▶ What is being asked: Go through the entries below and collect each line with the string "Role" in it.

▶ Data for analysis:

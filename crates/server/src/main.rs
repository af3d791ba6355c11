mod auth;
mod bootstrap;
mod dashboard;
mod error;
mod health;
mod pdf;
mod quotations;
mod state;

use anyhow::Result;
use quotar_core::config::{AppConfig, LoadOptions};

fn init_logging(config: &AppConfig) {
    use quotar_core::config::LogFormat::*;
    use tracing::Level;

    let log_level = config.logging.level.parse::<Level>().unwrap_or(Level::INFO);

    match config.logging.format {
        Compact => {
            tracing_subscriber::fmt().with_target(false).with_max_level(log_level).compact().init();
        }
        Pretty => {
            tracing_subscriber::fmt().with_target(false).with_max_level(log_level).pretty().init();
        }
        Json => {
            tracing_subscriber::fmt().with_target(false).with_max_level(log_level).json().init();
        }
    }
}

#[tokio::main]
async fn main() -> Result<()> {
    run().await
}

pub async fn run() -> Result<()> {
    // Load config and initialize logging before any other operations.
    let config = AppConfig::load(LoadOptions::default())?;
    init_logging(&config);

    let app = bootstrap::bootstrap_with_config(config).await?;

    health::spawn(
        &app.config.server.bind_address,
        app.config.server.health_check_port,
        app.db_pool.clone(),
    )
    .await?;

    let address = format!("{}:{}", app.config.server.bind_address, app.config.server.port);
    let listener = tokio::net::TcpListener::bind(&address).await?;

    tracing::info!(
        event_name = "system.server.started",
        bind_address = %address,
        "quotar-server started"
    );

    let router = bootstrap::api_router(&app);
    axum::serve(listener, router).with_graceful_shutdown(wait_for_shutdown()).await?;

    tracing::info!(event_name = "system.server.stopping", "quotar-server stopping");

    Ok(())
}

async fn wait_for_shutdown() {
    let _ = tokio::signal::ctrl_c().await;
}
use std::sync::Arc;

use chrono::Utc;
use rust_decimal::Decimal;

use quotar_core::domain::client::{Client, ClientId, CompanyStage};
use quotar_core::domain::principal::{Principal, Role};
use quotar_core::domain::product::{Product, ProductId};
use quotar_core::domain::quotation::{CreateQuotation, GalleryItem, LineItemInput};

use crate::repositories::{
    RepositoryError, SqlCatalog, SqlClientRepository, SqlProductRepository, SqlQuotationRepository,
};
use crate::DbPool;

const DEMO_CLIENT_ID: &str = "client-demo-sterling";
const DEMO_PRODUCT_IDS: &[&str] = &["prod-demo-axial-fan", "prod-demo-led-highbay"];
const DEMO_PRINCIPAL_ID: &str = "user-demo-manager";

#[derive(Clone, Debug)]
pub struct SeedResult {
    pub already_seeded: bool,
    pub clients_seeded: usize,
    pub products_seeded: usize,
    pub quotations_seeded: usize,
}

#[derive(Clone, Debug)]
pub struct VerificationResult {
    pub all_present: bool,
    pub checks: Vec<(&'static str, bool)>,
}

/// Deterministic demo dataset: one client, two catalog products, and one
/// draft quotation created through the regular repository path so it gets
/// a real reference number and computed totals.
pub struct DemoDataset;

impl DemoDataset {
    pub async fn load(pool: &DbPool) -> Result<SeedResult, RepositoryError> {
        let clients = SqlClientRepository::new(pool.clone());
        let products = SqlProductRepository::new(pool.clone());

        if clients.find_by_id(&ClientId(DEMO_CLIENT_ID.to_string())).await?.is_some() {
            return Ok(SeedResult {
                already_seeded: true,
                clients_seeded: 0,
                products_seeded: 0,
                quotations_seeded: 0,
            });
        }

        let now = Utc::now();
        clients
            .insert(&Client {
                id: ClientId(DEMO_CLIENT_ID.to_string()),
                name: "Suresh Menon".to_string(),
                emails: vec!["suresh.menon@sterlingmills.example".to_string()],
                phones: vec!["+91-9810012345".to_string()],
                position: Some("General Manager - Projects".to_string()),
                address: Some("B-42, Phase II".to_string()),
                place: Some("Okhla Industrial Area".to_string()),
                city: Some("New Delhi".to_string()),
                state: Some("Delhi".to_string()),
                pin: Some("110020".to_string()),
                company_name: "Sterling Mills".to_string(),
                company_code: "STM01".to_string(),
                company_stage: CompanyStage::Running,
                created_by: DEMO_PRINCIPAL_ID.to_string(),
                created_at: now,
                updated_at: now,
            })
            .await?;

        products
            .insert(&Product {
                id: ProductId(DEMO_PRODUCT_IDS[0].to_string()),
                title: "Axial Flow Fan".to_string(),
                model: Some("AF-630".to_string()),
                make: Some("Windtech".to_string()),
                image: Some("uploads/products/af-630.png".to_string()),
                specification: Some("630mm sweep, 960 RPM, 3-phase, cast aluminium impeller"
                    .to_string()),
                price: Some(Decimal::new(18_500_00, 2)),
                notes: Some("Includes mounting frame and bird screen".to_string()),
                terms_and_conditions: Some(
                    "Warranty 12 months from dispatch or 9 months from commissioning, \
                     whichever is earlier"
                        .to_string(),
                ),
                description: Some("Heavy-duty exhaust fan for process ventilation".to_string()),
                created_at: now,
                updated_at: now,
            })
            .await?;

        products
            .insert(&Product {
                id: ProductId(DEMO_PRODUCT_IDS[1].to_string()),
                title: "LED High Bay Luminaire".to_string(),
                model: Some("HB-150W".to_string()),
                make: Some("Lumina".to_string()),
                image: None,
                specification: Some("150W, 21000 lm, IP65, 5 year driver warranty".to_string()),
                price: Some(Decimal::new(6_200_00, 2)),
                notes: None,
                terms_and_conditions: Some("Warranty 60 months on driver, 24 on housing"
                    .to_string()),
                description: None,
                created_at: now,
                updated_at: now,
            })
            .await?;

        let quotations =
            SqlQuotationRepository::new(pool.clone(), Arc::new(SqlCatalog::new(pool.clone())));
        let principal = Principal {
            id: DEMO_PRINCIPAL_ID.to_string(),
            role: Role::Manager,
            name: Some("Demo Manager".to_string()),
        };

        quotations
            .create(
                CreateQuotation {
                    title: "Ventilation and lighting upgrade".to_string(),
                    subject: "Supply of axial fans and LED high bays for the finishing shed"
                        .to_string(),
                    formal_message:
                        "We thank you for your valued enquiry and are pleased to submit our most \
                         competitive offer as under."
                            .to_string(),
                    client_id: DEMO_CLIENT_ID.to_string(),
                    line_items: vec![
                        LineItemInput {
                            product_id: DEMO_PRODUCT_IDS[0].to_string(),
                            unit: "nos".to_string(),
                            quantity: 6,
                            unit_price: Decimal::new(18_500_00, 2),
                            ..LineItemInput::default()
                        },
                        LineItemInput {
                            product_id: DEMO_PRODUCT_IDS[1].to_string(),
                            unit: "nos".to_string(),
                            quantity: 24,
                            unit_price: Decimal::new(5_950_00, 2),
                            ..LineItemInput::default()
                        },
                    ],
                    related_products: vec![GalleryItem {
                        image: Some("uploads/products/af-450.png".to_string()),
                        model: Some("AF-450".to_string()),
                        specification: Some("450mm sweep variant".to_string()),
                    }],
                    suggested_products: Vec::new(),
                    machine_installation: None,
                    notes: Some("Unloading at site in client scope".to_string()),
                    billing_details: "GST 18% extra as applicable".to_string(),
                    supply: "4-6 weeks from technically and commercially clear order".to_string(),
                    installation_and_commissioning:
                        "Installation in client scope under our free supervision".to_string(),
                    terms_and_conditions:
                        "Prices ex-works Noida. Payment: 50% advance, balance before dispatch. \
                         Offer validity 30 days."
                            .to_string(),
                    signature_image: None,
                    tax_enabled: Some(true),
                    tax_rate_percent: Some(Decimal::from(18)),
                    total_amount: None,
                },
                &principal,
            )
            .await?;

        Ok(SeedResult {
            already_seeded: false,
            clients_seeded: 1,
            products_seeded: DEMO_PRODUCT_IDS.len(),
            quotations_seeded: 1,
        })
    }

    pub async fn verify(pool: &DbPool) -> Result<VerificationResult, RepositoryError> {
        let client_count: i64 = sqlx::query_scalar("SELECT COUNT(*) FROM client WHERE id = ?")
            .bind(DEMO_CLIENT_ID)
            .fetch_one(pool)
            .await?;

        let product_count: i64 =
            sqlx::query_scalar("SELECT COUNT(*) FROM product WHERE id IN (?, ?)")
                .bind(DEMO_PRODUCT_IDS[0])
                .bind(DEMO_PRODUCT_IDS[1])
                .fetch_one(pool)
                .await?;

        let quotation_count: i64 =
            sqlx::query_scalar("SELECT COUNT(*) FROM quotation WHERE created_by = ?")
                .bind(DEMO_PRINCIPAL_ID)
                .fetch_one(pool)
                .await?;

        let line_count: i64 = sqlx::query_scalar(
            "SELECT COUNT(*) FROM quotation_line ql
             JOIN quotation q ON q.id = ql.quotation_id
             WHERE q.created_by = ?",
        )
        .bind(DEMO_PRINCIPAL_ID)
        .fetch_one(pool)
        .await?;

        let checks = vec![
            ("demo-client", client_count == 1),
            ("demo-products", product_count == DEMO_PRODUCT_IDS.len() as i64),
            ("demo-quotation", quotation_count == 1),
            ("demo-quotation-lines", line_count == 2),
        ];
        let all_present = checks.iter().all(|(_, passed)| *passed);

        Ok(VerificationResult { all_present, checks })
    }
}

▶ Expected output:
use quotar_core::domain::principal::{Principal, Role};
            role: Role::Manager,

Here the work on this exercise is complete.